//! Order enums and the exchange's order-state table.

use serde::{Deserialize, Serialize};
use std::fmt;
use std::str::FromStr;

use crate::DomainError;

/// Order types supported by the exchange
#[derive(Debug, Clone, Copy, Serialize, Deserialize, PartialEq, Eq)]
#[serde(rename_all = "lowercase")]
pub enum OrderType {
    /// Limit order (price guaranteed)
    Limit,
    /// Market order (immediate execution)
    Market,
}

impl OrderType {
    /// Wire representation (`ord_type`).
    pub fn as_str(&self) -> &'static str {
        match self {
            OrderType::Limit => "limit",
            OrderType::Market => "market",
        }
    }
}

impl FromStr for OrderType {
    type Err = DomainError;

    fn from_str(s: &str) -> Result<Self, Self::Err> {
        match s {
            "limit" => Ok(OrderType::Limit),
            "market" => Ok(OrderType::Market),
            other => Err(DomainError::InvalidOrderType(other.to_string())),
        }
    }
}

/// Order lifecycle as seen by the calling engine.
#[derive(Debug, Clone, Copy, Serialize, Deserialize, PartialEq, Eq)]
pub enum OrderState {
    /// Accepted but not yet on the book
    PendingCreate,
    /// Resting on the book (possibly partially filled)
    Open,
    /// Completely filled
    Filled,
    /// Cancelled
    Canceled,
    /// Rejected by the exchange
    Failed,
}

impl OrderState {
    /// Map an exchange state string. Unknown states are an error, never a default.
    ///
    /// | wire      | state           |
    /// |-----------|-----------------|
    /// | `pending` | `PendingCreate` |
    /// | `wait`    | `Open`          |
    /// | `done`    | `Filled`        |
    /// | `cancel`  | `Canceled`      |
    /// | `reject`  | `Failed`        |
    pub fn from_exchange(state: &str) -> Result<Self, DomainError> {
        match state {
            "pending" => Ok(OrderState::PendingCreate),
            "wait" => Ok(OrderState::Open),
            "done" => Ok(OrderState::Filled),
            "cancel" => Ok(OrderState::Canceled),
            "reject" => Ok(OrderState::Failed),
            other => Err(DomainError::UnknownOrderState(other.to_string())),
        }
    }

    /// Whether no further updates are expected.
    pub fn is_terminal(&self) -> bool {
        matches!(self, OrderState::Filled | OrderState::Canceled | OrderState::Failed)
    }
}

impl fmt::Display for OrderState {
    fn fmt(&self, f: &mut fmt::Formatter<'_>) -> fmt::Result {
        let s = match self {
            OrderState::PendingCreate => "PENDING_CREATE",
            OrderState::Open => "OPEN",
            OrderState::Filled => "FILLED",
            OrderState::Canceled => "CANCELED",
            OrderState::Failed => "FAILED",
        };
        f.write_str(s)
    }
}

#[cfg(test)]
mod tests {
    use super::*;

    #[test]
    fn test_order_state_table() {
        assert_eq!(OrderState::from_exchange("wait").unwrap(), OrderState::Open);
        assert_eq!(OrderState::from_exchange("done").unwrap(), OrderState::Filled);
        assert_eq!(OrderState::from_exchange("cancel").unwrap(), OrderState::Canceled);
        assert_eq!(OrderState::from_exchange("pending").unwrap(), OrderState::PendingCreate);
        assert_eq!(OrderState::from_exchange("reject").unwrap(), OrderState::Failed);
    }

    #[test]
    fn test_unknown_order_state_rejected() {
        assert_eq!(
            OrderState::from_exchange("PARTIALLY_FILLED"),
            Err(DomainError::UnknownOrderState("PARTIALLY_FILLED".to_string()))
        );
    }

    #[test]
    fn test_terminal_states() {
        assert!(OrderState::Filled.is_terminal());
        assert!(OrderState::Canceled.is_terminal());
        assert!(!OrderState::Open.is_terminal());
        assert!(!OrderState::PendingCreate.is_terminal());
    }

    #[test]
    fn test_order_type_round_trip() {
        assert_eq!("limit".parse::<OrderType>().unwrap(), OrderType::Limit);
        assert_eq!(OrderType::Market.as_str(), "market");
        assert!("stop".parse::<OrderType>().is_err());
    }
}
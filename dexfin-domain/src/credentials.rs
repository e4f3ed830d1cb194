//! Exchange Credentials
//!
//! API key pair used to sign private requests.
//!
//! # Security Model
//!
//! - The secret lives in a `Zeroizing` buffer and is wiped on drop
//! - `Debug` never prints the secret
//! - Credentials are immutable for the lifetime of a connector session

use std::fmt;

use zeroize::{Zeroize, Zeroizing};

/// Decrypted API credentials (in-memory only, never persisted).
///
/// This struct contains the plaintext credentials and should:
/// - Never be logged
/// - Never be serialized to disk
/// - Be zeroized when dropped
pub struct ApiCredentials {
    api_key: String,
    api_secret: Zeroizing<String>,
}

impl ApiCredentials {
    /// Create new API credentials.
    pub fn new(api_key: impl Into<String>, api_secret: impl Into<String>) -> Self {
        Self {
            api_key: api_key.into(),
            api_secret: Zeroizing::new(api_secret.into()),
        }
    }

    /// Public key identifier, sent as `X-Auth-Apikey`.
    pub fn api_key(&self) -> &str {
        &self.api_key
    }

    /// Secret used as the MAC key. Never send or log this.
    pub fn api_secret(&self) -> &str {
        &self.api_secret
    }

    /// Whether both halves are present.
    pub fn is_complete(&self) -> bool {
        !self.api_key.is_empty() && !self.api_secret.is_empty()
    }
}

impl fmt::Debug for ApiCredentials {
    fn fmt(&self, f: &mut fmt::Formatter<'_>) -> fmt::Result {
        f.debug_struct("ApiCredentials")
            .field("api_key", &self.api_key)
            .field("api_secret", &"<redacted>")
            .finish()
    }
}

impl Zeroize for ApiCredentials {
    fn zeroize(&mut self) {
        self.api_key.zeroize();
        self.api_secret.zeroize();
    }
}

impl Drop for ApiCredentials {
    fn drop(&mut self) {
        self.zeroize();
    }
}

// =============================================================================
// Tests
// =============================================================================

#[cfg(test)]
mod tests {
    use super::*;

    #[test]
    fn test_debug_redacts_secret() {
        let creds = ApiCredentials::new("6d999b5beaa58452", "super_secret");
        let printed = format!("{:?}", creds);

        assert!(printed.contains("6d999b5beaa58452"));
        assert!(!printed.contains("super_secret"));
    }

    #[test]
    fn test_api_credentials_zeroize() {
        let mut creds = ApiCredentials::new("test_key", "test_secret");

        assert_eq!(creds.api_key(), "test_key");
        assert_eq!(creds.api_secret(), "test_secret");

        creds.zeroize();

        assert!(creds.api_key().is_empty());
        assert!(creds.api_secret().is_empty());
    }

    #[test]
    fn test_is_complete() {
        assert!(ApiCredentials::new("k", "s").is_complete());
        assert!(!ApiCredentials::new("", "s").is_complete());
        assert!(!ApiCredentials::new("k", "").is_complete());
    }
}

◆ Goal of the exercise: The whole listing is to be transcribed exactly.

◆ Result:
//! Order enums and the exchange's order-state table.

use serde::{Deserialize, Serialize};
use std::fmt;
use std::str::FromStr;

use crate::DomainError;

/// Order types supported by the exchange
#[derive(Debug, Clone, Copy, Serialize, Deserialize, PartialEq, Eq)]
#[serde(rename_all = "lowercase")]
pub enum OrderType {
    /// Limit order (price guaranteed)
    Limit,
    /// Market order (immediate execution)
    Market,
}

impl OrderType {
    /// Wire representation (`ord_type`).
    pub fn as_str(&self) -> &'static str {
        match self {
            OrderType::Limit => "limit",
            OrderType::Market => "market",
        }
    }
}

impl FromStr for OrderType {
    type Err = DomainError;

    fn from_str(s: &str) -> Result<Self, Self::Err> {
        match s {
            "limit" => Ok(OrderType::Limit),
            "market" => Ok(OrderType::Market),
            other => Err(DomainError::InvalidOrderType(other.to_string())),
        }
    }
}

/// Order lifecycle as seen by the calling engine.
#[derive(Debug, Clone, Copy, Serialize, Deserialize, PartialEq, Eq)]
pub enum OrderState {
    /// Accepted but not yet on the book
    PendingCreate,
    /// Resting on the book (possibly partially filled)
    Open,
    /// Completely filled
    Filled,
    /// Cancelled
    Canceled,
    /// Rejected by the exchange
    Failed,
}

impl OrderState {
    /// Map an exchange state string. Unknown states are an error, never a default.
    ///
    /// | wire      | state           |
    /// |-----------|-----------------|
    /// | `pending` | `PendingCreate` |
    /// | `wait`    | `Open`          |
    /// | `done`    | `Filled`        |
    /// | `cancel`  | `Canceled`      |
    /// | `reject`  | `Failed`        |
    pub fn from_exchange(state: &str) -> Result<Self, DomainError> {
        match state {
            "pending" => Ok(OrderState::PendingCreate),
            "wait" => Ok(OrderState::Open),
            "done" => Ok(OrderState::Filled),
            "cancel" => Ok(OrderState::Canceled),
            "reject" => Ok(OrderState::Failed),
            other => Err(DomainError::UnknownOrderState(other.to_string())),
        }
    }

    /// Whether no further updates are expected.
    pub fn is_terminal(&self) -> bool {
        matches!(self, OrderState::Filled | OrderState::Canceled | OrderState::Failed)
    }
}

impl fmt::Display for OrderState {
    fn fmt(&self, f: &mut fmt::Formatter<'_>) -> fmt::Result {
        let s = match self {
            OrderState::PendingCreate => "PENDING_CREATE",
            OrderState::Open => "OPEN",
            OrderState::Filled => "FILLED",
            OrderState::Canceled => "CANCELED",
            OrderState::Failed => "FAILED",
        };
        f.write_str(s)
    }
}

#[cfg(test)]
mod tests {
    use super::*;

    #[test]
    fn test_order_state_table() {
        assert_eq!(OrderState::from_exchange("wait").unwrap(), OrderState::Open);
        assert_eq!(OrderState::from_exchange("done").unwrap(), OrderState::Filled);
        assert_eq!(OrderState::from_exchange("cancel").unwrap(), OrderState::Canceled);
        assert_eq!(OrderState::from_exchange("pending").unwrap(), OrderState::PendingCreate);
        assert_eq!(OrderState::from_exchange("reject").unwrap(), OrderState::Failed);
    }

    #[test]
    fn test_unknown_order_state_rejected() {
        assert_eq!(
            OrderState::from_exchange("PARTIALLY_FILLED"),
            Err(DomainError::UnknownOrderState("PARTIALLY_FILLED".to_string()))
        );
    }

    #[test]
    fn test_terminal_states() {
        assert!(OrderState::Filled.is_terminal());
        assert!(OrderState::Canceled.is_terminal());
        assert!(!OrderState::Open.is_terminal());
        assert!(!OrderState::PendingCreate.is_terminal());
    }

    #[test]
    fn test_order_type_round_trip() {
        assert_eq!("limit".parse::<OrderType>().unwrap(), OrderType::Limit);
        assert_eq!(OrderType::Market.as_str(), "market");
        assert!("stop".parse::<OrderType>().is_err());
    }
}
filename dexfin-domain/src/credentials.rs
repository e4f3ed830d1cb194
//! Exchange Credentials
//!
//! API key pair used to sign private requests.
//!
//! # Security Model
//!
//! - The secret lives in a `Zeroizing` buffer and is wiped on drop
//! - `Debug` never prints the secret
//! - Credentials are immutable for the lifetime of a connector session

use std::fmt;

use zeroize::{Zeroize, Zeroizing};

/// Decrypted API credentials (in-memory only, never persisted).
///
/// This struct contains the plaintext credentials and should:
/// - Never be logged
/// - Never be serialized to disk
/// - Be zeroized when dropped
pub struct ApiCredentials {
    api_key: String,
    api_secret: Zeroizing<String>,
}

impl ApiCredentials {
    /// Create new API credentials.
    pub fn new(api_key: impl Into<String>, api_secret: impl Into<String>) -> Self {
        Self {
            api_key: api_key.into(),
            api_secret: Zeroizing::new(api_secret.into()),
        }
    }

    /// Public key identifier, sent as `X-Auth-Apikey`.
    pub fn api_key(&self) -> &str {
        &self.api_key
    }

    /// Secret used as the MAC key. Never send or log this.
    pub fn api_secret(&self) -> &str {
        &self.api_secret
    }

    /// Whether both halves are present.
    pub fn is_complete(&self) -> bool {
        !self.api_key.is_empty() && !self.api_secret.is_empty()
    }
}

impl fmt::Debug for ApiCredentials {
    fn fmt(&self, f: &mut fmt::Formatter<'_>) -> fmt::Result {
        f.debug_struct("ApiCredentials")
            .field("api_key", &self.api_key)
            .field("api_secret", &"<redacted>")
            .finish()
    }
}

impl Zeroize for ApiCredentials {
    fn zeroize(&mut self) {
        self.api_key.zeroize();
        self.api_secret.zeroize();
    }
}

impl Drop for ApiCredentials {
    fn drop(&mut self) {
        self.zeroize();
    }
}

// =============================================================================
// Tests
// =============================================================================

#[cfg(test)]
mod tests {
    use super::*;

    #[test]
    fn test_debug_redacts_secret() {
        let creds = ApiCredentials::new("6d999b5beaa58452", "super_secret");
        let printed = format!("{:?}", creds);

        assert!(printed.contains("6d999b5beaa58452"));
        assert!(!printed.contains("super_secret"));
    }

    #[test]
    fn test_api_credentials_zeroize() {
        let mut creds = ApiCredentials::new("test_key", "test_secret");

        assert_eq!(creds.api_key(), "test_key");
        assert_eq!(creds.api_secret(), "test_secret");

        creds.zeroize();

        assert!(creds.api_key().is_empty());
        assert!(creds.api_secret().is_empty());
    }

    #[test]
    fn test_is_complete() {
        assert!(ApiCredentials::new("k", "s").is_complete());
        assert!(!ApiCredentials::new("", "s").is_complete());
        assert!(!ApiCredentials::new("k", "").is_complete());
    }
}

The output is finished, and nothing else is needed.